Intel and the National Science Foundation (NSF) have awarded a three-year grant to a research team for research on delivering distributed machine learning computations over wireless edge networks to enable a broad range of new wireless applications. The team is a joint group from the University of Southern California (USC) and the University of California, Berkeley. The award was part of Intel’s and the NSF’s Machine Learning for Wireless Networking Systems effort, a multi-university research program to accelerate “fundamental, broad-based research” on developing wireless-specific machine learning techniques which can be applied to new wireless systems and architecture design.
Machine learning can hopefully manage the size and complexity of next-generation wireless networks. Intel and the NSF focused on efforts to harness discoveries in machine learning to design new algorithms, schemes, and communication protocols to handle density, latency, and throughput demands of complex networks. In total, US $9,000,000 has been awarded to 15 research teams.
The USC and UC Berkeley team will focus on enhanced federated learning over wireless communications. Federated learning refers to performing machine learning securely across all the data collected by hundreds of millions of devices in a large network. Specifically, the team will be researching how to apply federated learning to devices at the edge of the network, which don’t have much in the way of computational resources. The team is led by Salman Avestimehr, a professor in USC’s electrical and computer engineering department, and Kannan Ramshandran, a professor in UC Berkeley’s electrical engineering and computer science department.
“AI [artificial intelligence] and machine learning has been used in a variety of fields. Why not use it to design better wireless networks?” Avestimehr said.
Many apps and services that use machine learning—such as image processing or transaction history analysis—complete their computations in the cloud because very few devices can handle the heavy workload alone. Demand for these kinds of advanced connected services and devices is expected to grow as 5G networks become more available.
While higher speeds are often touted for next-generation networks, just as important is the scalability to meet demand. If connectivity is poor or bandwidth is low, uploading large data sets is not feasible. Machine learning across thousands, or millions, of devices means a lot of communication between devices. Breaking out the workload across multiple cloud services doesn’t significantly reduce the amount of time it takes to run the training algorithm because at least half of the time is spent on machines communicating with each other, Avestimehr said.

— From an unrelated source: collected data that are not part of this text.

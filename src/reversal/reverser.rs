use super::sentence::Sentence;
use super::tokenizer::split_trailing_punctuation;

/// Reverses the order of words in `input`.
///
/// Interior punctuation marks keep their token positions and attach to
/// the preceding text with no space; a punctuation run at the very end
/// of the input is reattached verbatim after the reversal. Total over
/// every input: a string with no words and no punctuation yields an
/// empty string.
pub fn reverse_words(input: &str) -> String {
    let (body, trailing) = split_trailing_punctuation(input);

    let mut sentence = Sentence::parse(body);
    sentence.reverse_words();

    let mut output = sentence.assemble();
    output.push_str(trailing);
    output
}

There are also security and privacy concerns because users may not want their data to leave their devices. Future wireless networks need to meet the density, latency, throughput, and security requirements of these applications.
State-of-the-art federated learning schemes are currently limited to hundreds of users, Avestimehr said. “There’s a long way to get to one million.”
Avestimehr and Ramshandran’s research will focus on deploying machine learning services closer to where the data is generated on the wireless edge. They hope that will alleviate bandwidth consumption, increase privacy, reduce latency, and boost the scalability of using machine learning on wireless networks. Their research goal is to apply a “coding-centric approach” to enhance federated learning over wireless networks.
Coded computing is a framework pioneered by research groups at USC and UC Berkeley led by Avestimehr and Ramchandran that takes the concepts and tools from information theory and coding that made communication networks efficient and uses them to solve problems in information systems. The problems they will be looking at are the current performance bottlenecks in large-scale distributed computing and machine learning. For example, coding theory has specific codes which are used for error detection and correction, data compression, and increasing the data rate. An error correction code adds extra or redundant bits to make the transmission of data more robust when moving over unreliable or noisy channels. The research teams will adapt these concepts to work with distributed computing and machine learning.
The research will build on Avestimehr’s past work on a DARPA-funded project to enable coded computing for distributed learning across geographically dispersed networks. His team injected “coded” redundant computations into the network to make computing efficient, scalable, and resilient.
After scalability, the second challenge is performing machine learning in a way that preserves privacy so that the input and output are both protected. Given the results of a training algorithm and the actual model, it is possible to invert the process and learn the original data. The user may be confident the app never took the images off the device, but the fact that the results of the computations are uploaded and can be reversed isn’t ideal.
“You think you just ran an algorithm on your data and gave me the results, but I know what images you had,” Avestimehr said.
Past work has looked at how to keep the data private, and how to make the algorithm robust so that it would be able to handle bad data. For privacy concerns, there needs to be a way to use the data for training the machine learning model without seeing the actual data. But there also has to be a way to trust that the computation result is correct, and not the result of manipulated data or an algorithm used improperly. It is a chicken-and-egg problem, Avestimehr said. One of the focus areas for the research is to make both possible by keeping the data and model private while running the training algorithm across multiple systems.
“The fuel of machine learning is the data,” Avestimehr said. “The better data, the more data that you have, the better models you have.”